Various adapters allow PlayStation and PlayStation 2 controllers to be used on the GameCube, including:
- Innovation INNOV3102 Controller Adaptor
- Mayflash Cube Joy Box
- Hais GameCube Smart Joy (HS2125C)

====SmashBox Controller====

In the mid-2010s, Dustin Hoffer of Hit Box designed the SmashBox controller. Specifically designed for competitive play of Super Smash Bros. Melee, it replaces the GameCube controller's analog stick with a button layout. It may allow more precise and rapid input, though it has a steeper learning curve than the traditional controller, and puts less stress on the hands. After a half year test period, various prominent tournament organizers prohibited the SmashBox controller and similar alternative controllers in high-level tournaments for the foreseeable future.

====VGA cable====
The VGA Cable is a modified component or d-terminal cable. It allows the GameCube play on a standard computer monitor in 480p.

====GCVideo====
GCVideo is an open-source video solution created by Unseen that uses the Digital AV port (DOL-001 only) to output a digital video signal via HDMI or an analog signal via a component cable.
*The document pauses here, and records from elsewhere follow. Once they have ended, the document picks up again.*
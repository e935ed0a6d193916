//! Injectable randomness for the tick loop.
//!
//! Every random draw the engine makes goes through a `RandomSource` owned by the
//! engine, so a fixed seed reproduces the same sequence of snapshots. Production code
//! wraps an entropy-seeded `StdRng`; tests either seed it or script the draws directly.

use std::time::Duration;

use rand::rngs::StdRng;
use rand::{Rng, SeedableRng};

/// Source of the three kinds of draws the engine needs.
pub trait RandomSource: Send {
    /// Uniform float in `[low, high]`. Callers guarantee `low <= high`.
    fn uniform(&mut self, low: f64, high: f64) -> f64;

    /// Uniform integer in `[0, upper)`; `0` when `upper == 0`.
    fn below(&mut self, upper: u64) -> u64;

    /// Delay before the next tick, within `[min, max]`.
    fn jitter(&mut self, min: Duration, max: Duration) -> Duration;
}

/// Adapter turning any `rand` generator into a [`RandomSource`].
#[derive(Debug, Clone)]
pub struct RngSource<R> {
    rng: R,
}

impl<R: Rng + Send> RngSource<R> {
    /// Wrap an existing generator.
    pub fn new(rng: R) -> Self {
        Self { rng }
    }
}

impl RngSource<StdRng> {
    /// Deterministic source for reproducible runs.
    pub fn seeded(seed: u64) -> Self {
        Self::new(StdRng::seed_from_u64(seed))
    }

    /// Source seeded from the operating system.
    pub fn from_entropy() -> Self {
        Self::new(StdRng::from_os_rng())
    }
}

impl<R: Rng + Send> RandomSource for RngSource<R> {
    fn uniform(&mut self, low: f64, high: f64) -> f64 {
        if low >= high {
            return low;
        }
        self.rng.random_range(low..=high)
    }

    fn below(&mut self, upper: u64) -> u64 {
        if upper == 0 {
            return 0;
        }
        self.rng.random_range(0..upper)
    }

    fn jitter(&mut self, min: Duration, max: Duration) -> Duration {
        if min >= max {
            return min;
        }
        let span = (max - min).as_nanos().min(u64::MAX as u128) as u64;
        min + Duration::from_nanos(self.rng.random_range(0..=span))
    }
}

/// Replays a fixed list of values, for tests that need exact price paths.
///
/// `uniform` returns the scripted values in order (ignoring the requested range) and
/// then `0.0` once the script is exhausted. `below` always returns `0` and `jitter`
/// always returns `min`.
#[derive(Debug, Clone, Default)]
pub struct ScriptedSource {
    values: Vec<f64>,
    cursor: usize,
}

impl ScriptedSource {
    /// Script the `uniform` draws.
    pub fn new(values: impl IntoIterator<Item = f64>) -> Self {
        Self {
            values: values.into_iter().collect(),
            cursor: 0,
        }
    }
}

impl RandomSource for ScriptedSource {
    fn uniform(&mut self, _low: f64, _high: f64) -> f64 {
        let value = self.values.get(self.cursor).copied().unwrap_or(0.0);
        self.cursor += 1;
        value
    }

    fn below(&mut self, _upper: u64) -> u64 {
        0
    }

    fn jitter(&mut self, min: Duration, _max: Duration) -> Duration {
        min
    }
}

#[cfg(test)]
mod tests {
    use super::*;

    #[test]
    fn scripted_source_replays_then_flattens() {
        let mut source = ScriptedSource::new([5.0, -3.0]);
        assert_eq!(source.uniform(-1.0, 1.0), 5.0);
        assert_eq!(source.uniform(-1.0, 1.0), -3.0);
        assert_eq!(source.uniform(-1.0, 1.0), 0.0);
        assert_eq!(source.below(100), 0);
    }

    #[test]
    fn same_seed_same_draws() {
        let mut a = RngSource::seeded(7);
        let mut b = RngSource::seeded(7);
        for _ in 0..32 {
            assert_eq!(a.uniform(-1.0, 1.0), b.uniform(-1.0, 1.0));
            assert_eq!(a.below(10_000), b.below(10_000));
        }
    }

    #[test]
    fn draws_stay_in_range() {
        let mut source = RngSource::seeded(42);
        for _ in 0..1_000 {
            let x = source.uniform(-2.5, 2.5);
            assert!((-2.5..=2.5).contains(&x));
            assert!(source.below(10) < 10);

            let d = source.jitter(Duration::from_millis(5), Duration::from_millis(9));
            assert!(d >= Duration::from_millis(5) && d <= Duration::from_millis(9));
        }
    }

    #[test]
    fn degenerate_ranges_collapse() {
        let mut source = RngSource::seeded(1);
        assert_eq!(source.uniform(3.0, 3.0), 3.0);
        assert_eq!(source.below(0), 0);
        let d = Duration::from_millis(4);
        assert_eq!(source.jitter(d, d), d);
    }
}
Anyone can produce an adapter that uses the GCVideo firmware because it is open-source software. Many companies have made solutions that use the software to output an HDMI signal that can be used with any modern TVs. It also can handle audio, sending a digital 16-bit PCM audiostream. This includes the GCHD Mk-II by EON Gaming and the Carby by Insurrection Industries. Both do not require modification of a GameCube and can simply be plugged into the Digital AV port.